If you are the victim of a crime, contact 1 (441) 299-4431 to reach police dispatch. In an emergency, dial 911. The U.S. Consulate may also provide services to American citizens in need. The 24-hour duty telephone number is 1 (441) 335-3828.

Medical Emergencies

Contact Information for Local Hospitals and Clinics

The local hospital in Bermuda is the King Edward Memorial Hospital. The phone number is 1 (441) 236-2345. There are various other clinics and medical facilities available on the island.

Air Ambulance Services 

Medical Air Services: 1 (441) 295-6272

Tips on How to Avoid Becoming a Victim

There are no scams that are particularly unique to Bermuda, however; motorcycles and motor scooters are ubiquitous on the island and are a favorite amongst thieves. Tourists should be particularly careful when renting one of these, from a safety and security perspective. Be careful carrying bags on the side facing the street or in the rear basket; persons on motor scooters can easily snatch bags that are not properly secured. 

Areas to Avoid

Walking or cycling after dark, or in deserted areas, is not recommended.
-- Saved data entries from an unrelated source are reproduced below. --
use std::collections::HashSet;

use deepassign_merge::{merge, ContainerKind, DeepAssign, MergeError, Node, NodeId, Value};
use proptest::prelude::*;
use serde_json::{json, Value as Json};

fn init_tracing() {
    let _ = tracing_subscriber::fmt()
        .with_max_level(tracing::Level::TRACE)
        .with_test_writer()
        .try_init();
}

fn v(json: Json) -> Value {
    Value::from(json)
}

/// Every node reachable from `value`.
fn node_ids(value: &Value, out: &mut HashSet<NodeId>) {
    let Some(node) = value.as_node() else {
        return;
    };
    if !out.insert(node.id()) {
        return;
    }
    for key in node.keys().unwrap() {
        if let Some(child) = node.get(key.clone()) {
            node_ids(&child, out);
        }
        node_ids(&Value::from(key), out);
    }
}

#[test]
fn key_union_with_override() {
    init_tracing();
    let result = merge(v(json!({"a": 1})), &[v(json!({"b": 2})), v(json!({"a": 3}))]).unwrap();
    assert!(Value::from(result).deep_eq(&v(json!({"a": 3, "b": 2}))));
}

#[test]
fn multi_source_left_to_right() {
    let result = merge(v(json!({})), &[v(json!({"a": 1, "b": 1})), v(json!({"a": 2}))]).unwrap();
    assert!(Value::from(result).deep_eq(&v(json!({"a": 2, "b": 1}))));
}

#[test]
fn primitive_passthrough() {
    let result = merge(v(json!({"a": 1})), &[v(json!({"a": "s", "b": null}))]).unwrap();
    assert!(Value::from(result).deep_eq(&v(json!({"a": "s", "b": null}))));
}

#[test]
fn null_source_rejected_undefined_ignored() {
    init_tracing();
    assert_eq!(
        merge(v(json!({"a": 1})), &[Value::Null]).unwrap_err(),
        MergeError::NullSource { index: 0 }
    );

    let result = merge(v(json!({"a": 1})), &[Value::Undefined]).unwrap();
    assert!(Value::from(result).deep_eq(&v(json!({"a": 1}))));
}

#[test]
fn cycle_rejected() {
    init_tracing();
    let x = Node::plain();
    x.set("self", x.clone()).unwrap();

    let err = merge(v(json!({})), &[Value::from(x)]).unwrap_err();
    assert!(matches!(err, MergeError::CircularReference { .. }));
    assert!(err.to_string().contains("circular reference"));
}

#[test]
fn map_entry_is_fresh_object() {
    let inner = Node::plain().with("v", 1);
    let result = merge(
        Value::from(Node::map()),
        &[Value::from(Node::map().with("k", inner.clone()))],
    )
    .unwrap();

    let entry = result.get("k").unwrap();
    assert!(!entry.as_node().unwrap().ptr_eq(&inner));
    assert!(entry.deep_eq(&v(json!({"v": 1}))));
}

#[test]
fn type_preservation_through_nesting() {
    let source = Node::plain().with(
        "outer",
        Node::map().with("set", Node::empty_set().with_element(Node::plain().with("deep", true))),
    );
    let result = Value::from(merge(v(json!({})), &[Value::from(source.clone())]).unwrap());

    let outer = result.get("outer").unwrap();
    assert_eq!(outer.container_kind(), Some(ContainerKind::Map));
    let set = outer.get("set").unwrap();
    assert_eq!(set.container_kind(), Some(ContainerKind::Set));
    assert!(result.deep_eq(&Value::from(source)));
}

#[test]
fn extension_method_matches_free_function() {
    let source = v(json!({"a": {"b": [1, 2]}}));
    let via_method = Node::plain().deep_assign(&[source.clone()]).unwrap();
    let via_function = merge(v(json!({})), &[source]).unwrap();
    assert!(Value::from(via_method).deep_eq(&Value::from(via_function)));
}

#[test]
fn nan_survives_merge_and_compares_equal() {
    let source = Value::from(
        Node::plain()
            .with("n", f64::NAN)
            .with("nested", Node::map().with("inf", f64::INFINITY).with(f64::NAN, "nan-key")),
    );
    let result = Value::from(merge(v(json!({})), &[source.clone()]).unwrap());

    assert!(matches!(result.get("n"), Some(Value::Number(n)) if n.is_nan()));
    assert!(result.deep_eq(&source));
    assert_eq!(
        result.get_path(&["nested"]).unwrap().get(f64::NAN),
        Some(Value::from("nan-key"))
    );
}

fn arb_json() -> impl Strategy<Value = Json> {
    let leaf = prop_oneof![
        Just(Json::Null),
        any::<bool>().prop_map(Json::from),
        (-1000i64..1000).prop_map(Json::from),
        (-1.0e6f64..1.0e6).prop_map(Json::from),
        "[a-z]{0,6}".prop_map(Json::from),
    ];
    leaf.prop_recursive(4, 32, 4, |inner| {
        prop::collection::btree_map("[a-d]{1,2}", inner, 0..4)
            .prop_map(|entries| Json::Object(entries.into_iter().collect()))
    })
}

fn arb_source() -> impl Strategy<Value = Json> {
    prop::collection::btree_map("[a-e]{1,2}", arb_json(), 0..5)
        .prop_map(|entries| Json::Object(entries.into_iter().collect()))
}

proptest! {
    #[test]
    fn repeated_merge_is_idempotent(source in arb_source()) {
        let once = merge(v(json!({})), &[v(source.clone())]).unwrap();
        let twice = merge(v(json!({})), &[v(source.clone())]).unwrap();
        let twice = merge(Value::from(twice), &[v(source)]).unwrap();
        prop_assert!(Value::from(once).deep_eq(&Value::from(twice)));
    }

    #[test]
    fn merged_target_shares_no_nodes_with_source(source in arb_source()) {
        let source = v(source);
        let result = Value::from(merge(v(json!({})), &[source.clone()]).unwrap());

        let mut source_nodes = HashSet::new();
        node_ids(&source, &mut source_nodes);
        let mut result_nodes = HashSet::new();
        node_ids(&result, &mut result_nodes);

        prop_assert!(source_nodes.is_disjoint(&result_nodes));
        prop_assert!(result.deep_eq(&source));
    }

    #[test]
    fn any_number_leaf_is_copied_faithfully(n in any::<f64>()) {
        let source = Value::from(Node::plain().with("n", n).with("inner", Node::plain().with("n", n)));
        let result = Value::from(merge(v(json!({})), &[source.clone()]).unwrap());
        prop_assert!(result.deep_eq(&source));
    }

    #[test]
    fn later_source_wins_on_every_shared_key(a in arb_source(), b in arb_source()) {
        let result = merge(v(json!({})), &[v(a.clone()), v(b.clone())]).unwrap();
        let a = a.as_object().cloned().unwrap_or_default();
        let b = b.as_object().cloned().unwrap_or_default();

        for (key, expected) in &b {
            prop_assert!(result.get(key.as_str()).unwrap().deep_eq(&v(expected.clone())));
        }
        for (key, expected) in a.iter().filter(|(key, _)| !b.contains_key(*key)) {
            prop_assert!(result.get(key.as_str()).unwrap().deep_eq(&v(expected.clone())));
        }
    }
}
Hamilton, north of Dundonald Street, should be avoided, particularly after sundown.

Further Information

Consulate Contact Numbers

Hamilton does not have a switchboard operator. During regular office hours (8am – 4:30pm) the Consulate telephone is 1 (441) 295-1342. Otherwise contact the duty telephone number – 1 (441) 335-3828.

OSAC Country Council

No OSAC Country Council exists in Bermuda.